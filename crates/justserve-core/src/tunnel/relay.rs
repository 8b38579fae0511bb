//! Relay agent process management.
//!
//! The agent (ngrok by default) opens the public endpoint and forwards it
//! to our local reverse proxy. Its public URL is read from the agent's
//! local inspection API.

use std::process::Stdio;
use std::time::Duration;

use serde::Deserialize;
use tokio::io::{AsyncBufReadExt, BufReader};
use tokio::process::{Child, ChildStderr, Command};

use crate::config::TunnelConfig;
use crate::error::{Error, Result};

const POLL_INTERVAL: Duration = Duration::from_millis(200);

/// Environment variable the agent reads its auth token from.
pub const TOKEN_ENV: &str = "NGROK_AUTHTOKEN";

#[derive(Debug, Deserialize)]
struct TunnelList {
    #[serde(default)]
    tunnels: Vec<TunnelEntry>,
}

#[derive(Debug, Deserialize)]
struct TunnelEntry {
    public_url: String,
    #[serde(default)]
    config: Option<TunnelTarget>,
}

#[derive(Debug, Deserialize)]
struct TunnelTarget {
    #[serde(default)]
    addr: String,
}

/// A running relay agent and the public URL it reported.
#[derive(Debug)]
pub struct RelayAgent {
    process: Child,
    public_url: String,
}

impl RelayAgent {
    /// Spawn the agent for `local_port` and wait for its public URL.
    ///
    /// # Errors
    ///
    /// - [`Error::RelayAgentMissing`] if the agent binary is not installed
    /// - [`Error::RelayTimeout`] if no URL shows up within the startup timeout
    /// - [`Error::TunnelFailed`] if the agent exits early
    pub async fn start(config: &TunnelConfig, token: &str, local_port: u16) -> Result<Self> {
        let mut child = Command::new(&config.agent)
            .args(["http", &format!("http://127.0.0.1:{local_port}")])
            .env(TOKEN_ENV, token)
            .stdin(Stdio::null())
            .stdout(Stdio::null())
            .stderr(Stdio::piped())
            .kill_on_drop(true)
            .spawn()
            .map_err(|e| {
                if e.kind() == std::io::ErrorKind::NotFound {
                    Error::RelayAgentMissing(config.agent.clone())
                } else {
                    Error::TunnelFailed(format!("failed to start {}: {e}", config.agent))
                }
            })?;

        if let Some(stderr) = child.stderr.take() {
            tokio::spawn(log_stderr(config.agent.clone(), stderr));
        }

        let waited = tokio::time::timeout(
            config.startup_timeout,
            wait_for_url(&config.inspect_url, local_port, &mut child),
        )
        .await;

        let failure = match waited {
            Ok(Ok(public_url)) => {
                tracing::info!("Relay agent is up at {}", public_url);
                return Ok(Self {
                    process: child,
                    public_url,
                });
            }
            Ok(Err(e)) => e,
            Err(_) => Error::RelayTimeout(config.startup_timeout.as_secs()),
        };

        if let Err(e) = child.kill().await {
            tracing::warn!("Failed to kill relay agent after startup failure: {}", e);
        }
        Err(failure)
    }

    /// Public URL of the tunnel.
    pub fn public_url(&self) -> &str {
        &self.public_url
    }

    /// Kill the agent and reap it.
    pub async fn shutdown(mut self) {
        if let Err(e) = self.process.kill().await {
            tracing::warn!("Failed to stop relay agent: {}", e);
            return;
        }
        tracing::info!("Relay agent stopped");
    }
}

async fn wait_for_url(inspect_url: &str, local_port: u16, child: &mut Child) -> Result<String> {
    let client = reqwest::Client::new();

    loop {
        if let Some(status) = child
            .try_wait()
            .map_err(|e| Error::TunnelFailed(e.to_string()))?
        {
            return Err(Error::TunnelFailed(format!(
                "relay agent exited before reporting a URL ({status})"
            )));
        }

        // the inspection API refuses connections until the agent is ready
        if let Ok(response) = client.get(inspect_url).send().await {
            if let Ok(list) = response.json::<TunnelList>().await {
                if let Some(url) = pick_public_url(&list, local_port) {
                    return Ok(url);
                }
            }
        }

        tokio::time::sleep(POLL_INTERVAL).await;
    }
}

/// Our tunnel's URL, preferring `https`. Tunnels of other agents sharing
/// the inspection API are skipped.
fn pick_public_url(list: &TunnelList, local_port: u16) -> Option<String> {
    let suffix = format!(":{local_port}");
    let ours: Vec<&TunnelEntry> = list
        .tunnels
        .iter()
        .filter(|t| !t.public_url.is_empty())
        .filter(|t| t.config.as_ref().is_none_or(|c| c.addr.ends_with(&suffix)))
        .collect();

    ours.iter()
        .find(|t| t.public_url.starts_with("https://"))
        .or_else(|| ours.first())
        .map(|t| t.public_url.clone())
}

async fn log_stderr(agent: String, stderr: ChildStderr) {
    let mut lines = BufReader::new(stderr).lines();

    while let Some(line) = lines.next_line().await.ok().flatten() {
        let lower = line.to_lowercase();
        if lower.contains("err") || lower.contains("fatal") {
            tracing::error!("{} stderr: {}", agent, line);
        } else {
            tracing::debug!("{} stderr: {}", agent, line);
        }
    }
}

PROBLEM DESCRIPTION: Exactly the lines above from the one with "pub fn public_url(&self)" to the one with "u16, child: &mut", both included, are to be quoted; leave the rest out.

TASK RESPONSE:
    pub fn public_url(&self) -> &str {
        &self.public_url
    }

    /// Kill the agent and reap it.
    pub async fn shutdown(mut self) {
        if let Err(e) = self.process.kill().await {
            tracing::warn!("Failed to stop relay agent: {}", e);
            return;
        }
        tracing::info!("Relay agent stopped");
    }
}

async fn wait_for_url(inspect_url: &str, local_port: u16, child: &mut Child) -> Result<String> {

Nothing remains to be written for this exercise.